Committee Participation: Members of the Audit and Finance Committee shall receive an annual fee of $18,000. The chair of the Audit and Finance Committee shall, in addition to the base annual fee, receive an annual fee of $10,000 (increased from $5,000). Members of the Governance and Public Policy Committee, the Compensation Committee and the Technology Committee shall receive an annual fee of $8,000 for each committee membership and the chairs of such committees shall receive an additional annual fee of $3,000.
Board and committee fees are paid quarterly.

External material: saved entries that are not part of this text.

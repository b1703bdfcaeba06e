//! Process-wide table of named packed functions
//!
//! The debug create entry points are installed the first time the table is
//! touched. Registration is idempotent per name: a second registration of
//! the same name is ignored unless the caller asks to override.

use std::collections::HashMap;
use std::sync::RwLock;

use once_cell::sync::Lazy;
use tracing::{debug, warn};

use crate::debug::create::builtin_functions;
use crate::error::DebugResult;
use crate::packed::PackedFunc;

static GLOBAL_REGISTRY: Lazy<RwLock<HashMap<String, PackedFunc>>> = Lazy::new(|| {
    let mut table = HashMap::new();
    for (name, func) in builtin_functions() {
        table.insert(name.to_string(), func);
    }
    RwLock::new(table)
});

/// Register `func` under `name`
///
/// Returns `true` when the table changed. An existing entry is kept
/// (returning `false`) unless `allow_override` is set.
pub fn register_global(name: &str, func: PackedFunc, allow_override: bool) -> DebugResult<bool> {
    let mut table = GLOBAL_REGISTRY.write()?;
    if table.contains_key(name) && !allow_override {
        debug!("global function '{}' already registered, keeping existing entry", name);
        return Ok(false);
    }
    if table.insert(name.to_string(), func).is_some() {
        warn!("global function '{}' overridden", name);
    }
    Ok(true)
}

pub fn get_global(name: &str) -> DebugResult<Option<PackedFunc>> {
    Ok(GLOBAL_REGISTRY.read()?.get(name).cloned())
}

/// Registered names, sorted
pub fn list_global_names() -> DebugResult<Vec<String>> {
    let mut names: Vec<String> = GLOBAL_REGISTRY.read()?.keys().cloned().collect();
    names.sort();
    Ok(names)
}

pub fn remove_global(name: &str) -> DebugResult<bool> {
    Ok(GLOBAL_REGISTRY.write()?.remove(name).is_some())
}

/// (Re-)install the builtin entry points without touching other entries
pub fn register_builtins() -> DebugResult<()> {
    for (name, func) in builtin_functions() {
        register_global(name, func, false)?;
    }
    Ok(())
}

/// Drain the table; returns the number of entries dropped
pub fn shutdown() -> DebugResult<usize> {
    let mut table = GLOBAL_REGISTRY.write()?;
    let count = table.len();
    table.clear();
    debug!("global registry drained ({} entries)", count);
    Ok(count)
}
//! Debug wrapper around a base graph executor
//!
//! [`GraphRuntimeDebug`] holds a base executor and adds:
//! - node lookup by name
//! - single-operator timing (`debug_run`)
//! - the adaptive per-operator benchmark (`run_individual`)
//! - intermediate output inspection (`get_output_by_layer`, `debug_get_output`)
//!
//! Every entry point runs inline on the calling thread. The same four
//! operations are reachable by name through the [`PackedDispatch`]
//! implementation in [`dispatch`]; any other name is answered by the
//! wrapped executor.
//!
//! [`PackedDispatch`]: crate::packed::PackedDispatch

pub mod create;
pub mod dispatch;

use std::fmt;
use std::sync::Arc;

use tracing::{debug, warn};

use crate::device::{global_device_api, Device, DeviceApiTable};
use crate::error::{DebugResult, DebugRuntimeError};
use crate::packed::Module;
use crate::profiling::benchmark::{self, BenchmarkConfig, BenchmarkReport};
use crate::profiling::{Clock, MonotonicClock, OpTimer, ScopedTimer};
use crate::runtime::{GraphExecutor, GraphRuntime};
use crate::tensor::NdArray;
use crate::{check_ge, check_gt, check_lt};

pub use create::{builtin_functions, CREATE_NAME, REMOTE_CREATE_NAME};

pub struct GraphRuntimeDebug<E: GraphExecutor = GraphRuntime> {
    exec: E,
    devices: DeviceApiTable,
    clock: Arc<dyn Clock>,
    config: BenchmarkConfig,
}

impl GraphRuntimeDebug<GraphRuntime> {
    /// Bind `graph_json` against `module` on `devices`
    ///
    /// Uses the process-wide device table and the monotonic clock; see
    /// [`DebugRuntimeBuilder`] to inject either.
    pub fn create(graph_json: &str, module: &Module, devices: &[Device]) -> DebugResult<Self> {
        DebugRuntimeBuilder::new().build(graph_json, module, devices)
    }
}

impl<E: GraphExecutor> GraphRuntimeDebug<E> {
    /// Wrap an already initialised executor
    pub fn new(exec: E, devices: DeviceApiTable) -> Self {
        GraphRuntimeDebug {
            exec,
            devices,
            clock: Arc::new(MonotonicClock::new()),
            config: BenchmarkConfig::default(),
        }
    }

    pub fn with_clock(mut self, clock: Arc<dyn Clock>) -> Self {
        self.clock = clock;
        self
    }

    pub fn with_config(mut self, config: BenchmarkConfig) -> Self {
        self.config = config;
        self
    }

    pub fn executor(&self) -> &E {
        &self.exec
    }

    pub fn executor_mut(&mut self) -> &mut E {
        &mut self.exec
    }

    pub fn into_executor(self) -> E {
        self.exec
    }

    pub fn devices(&self) -> &DeviceApiTable {
        &self.devices
    }

    pub fn config(&self) -> &BenchmarkConfig {
        &self.config
    }

    pub fn num_nodes(&self) -> usize {
        self.exec.num_nodes()
    }

    /// Smallest node index whose name equals `name`
    ///
    /// A later node carrying the same name is reported at warn level and
    /// otherwise ignored.
    pub fn node_index(&self, name: &str) -> DebugResult<usize> {
        let num_nodes = self.exec.num_nodes();
        let nid = (0..num_nodes)
            .find(|&nid| self.exec.node_name(nid) == name)
            .ok_or_else(|| DebugRuntimeError::NodeNotFound(name.to_string()))?;
        if let Some(dup) = (nid + 1..num_nodes).find(|&i| self.exec.node_name(i) == name) {
            warn!(
                node = name,
                first = nid,
                duplicate = dup,
                "node name '{}' is not unique, using index {}",
                name,
                nid
            );
        }
        Ok(nid)
    }

    /// Run the operator of node `index` once and return its wall time in seconds
    ///
    /// The timed region ends after the node's device has been synchronized.
    /// A node without an operator returns `0.0` and is not timed.
    pub fn debug_run(&mut self, index: usize) -> DebugResult<f64> {
        check_lt!(index, self.exec.num_nodes());
        if !self.exec.has_op(index) {
            return Ok(0.0);
        }
        let device = self.exec.node_device(index)?;
        let GraphRuntimeDebug {
            exec,
            devices,
            clock,
            ..
        } = self;
        let elapsed = OpTimer::new(&**clock, devices)
            .time(device, || exec.exec_op(index).map(|_| ()))?;
        Ok(elapsed.as_secs_f64())
    }

    /// Warm-up run followed by `repeat` adaptive samples of every operator
    ///
    /// Arguments are validated before anything executes: `number > 0`,
    /// `repeat > 0`, `min_repeat_ms >= 0`.
    pub fn run_individual(
        &mut self,
        number: i64,
        repeat: i64,
        min_repeat_ms: i64,
    ) -> DebugResult<BenchmarkReport> {
        check_gt!(number, 0);
        check_gt!(repeat, 0);
        check_ge!(min_repeat_ms, 0);
        debug!(number, repeat, min_repeat_ms, "run_individual");
        benchmark::run_individual(
            &mut self.exec,
            &self.devices,
            self.clock.as_ref(),
            &self.config,
            number as u64,
            repeat as u64,
            min_repeat_ms as u64,
        )
    }

    /// Storage entry of `(index, slot)` as last written; nothing is executed
    ///
    /// The returned handle shares storage with the executor.
    pub fn get_output_by_layer(&self, index: usize, slot: usize) -> DebugResult<NdArray> {
        check_lt!(index, self.exec.num_nodes());
        check_lt!(slot, self.exec.num_node_outputs(index));
        Ok(self.exec.node_entry(index, slot)?.clone())
    }

    /// Execute nodes `0..=index`, then copy the primary output of `index` into `out`
    ///
    /// Later nodes are not executed. The prefix is re-executed on every
    /// call.
    pub fn debug_get_output(&mut self, index: usize, out: &NdArray) -> DebugResult<()> {
        check_lt!(index, self.exec.num_nodes());
        let _timer = ScopedTimer::new(format!("debug_get_output({})", index));
        for nid in 0..=index {
            self.exec.exec_op(nid)?;
        }
        let src = self.exec.node_entry(index, 0)?;
        src.copy_to(out, &self.devices)
    }

    /// [`Self::debug_get_output`] with the node resolved by name
    pub fn debug_get_output_by_name(&mut self, name: &str, out: &NdArray) -> DebugResult<()> {
        let index = self.node_index(name)?;
        self.debug_get_output(index, out)
    }
}

impl<E: GraphExecutor + fmt::Debug> fmt::Debug for GraphRuntimeDebug<E> {
    fn fmt(&self, f: &mut fmt::Formatter<'_>) -> fmt::Result {
        f.debug_struct("GraphRuntimeDebug")
            .field("exec", &self.exec)
            .field("devices", &self.devices)
            .field("config", &self.config)
            .finish_non_exhaustive()
    }
}

/// Builder for a debug runtime over the reference [`GraphRuntime`]
#[derive(Default)]
pub struct DebugRuntimeBuilder {
    device_api: Option<DeviceApiTable>,
    clock: Option<Arc<dyn Clock>>,
    config: BenchmarkConfig,
}

impl DebugRuntimeBuilder {
    pub fn new() -> Self {
        Self::default()
    }

    /// Use `table` instead of a snapshot of the process-wide device table
    pub fn with_device_api(mut self, table: DeviceApiTable) -> Self {
        self.device_api = Some(table);
        self
    }

    pub fn with_clock(mut self, clock: Arc<dyn Clock>) -> Self {
        self.clock = Some(clock);
        self
    }

    pub fn with_config(mut self, config: BenchmarkConfig) -> Self {
        self.config = config;
        self
    }

    pub fn build(
        self,
        graph_json: &str,
        module: &Module,
        devices: &[Device],
    ) -> DebugResult<GraphRuntimeDebug<GraphRuntime>> {
        self.config.validate()?;
        let table = match self.device_api {
            Some(table) => table,
            None => global_device_api()?,
        };
        let exec = GraphRuntime::init(graph_json, module, devices, table.clone())?;
        let mut debug_rt = GraphRuntimeDebug::new(exec, table).with_config(self.config);
        if let Some(clock) = self.clock {
            debug_rt = debug_rt.with_clock(clock);
        }
        Ok(debug_rt)
    }
}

(b) Management Compensation and Equity Grants
On February 15, 2006, the Compensation Committee determined the following for eligible executive officers of the Company:
| • | | annual incentive payments for 2005 pursuant to the Millipore Incentive Plan (the “Incentive Plan”); |
| • | | base salary increases for 2006; |
| • | | stock option and restricted stock unit grants; and |
| • | | terms of annual incentive program for 2006 pursuant to the Incentive Plan. |
The Company intends to provide additional information regarding the cash and equity compensation awarded to the Named Executive Officers in respect of and for the year ended December 31, 2005, in the proxy statement for the Company’s 2006 Annual Meeting of Shareholders.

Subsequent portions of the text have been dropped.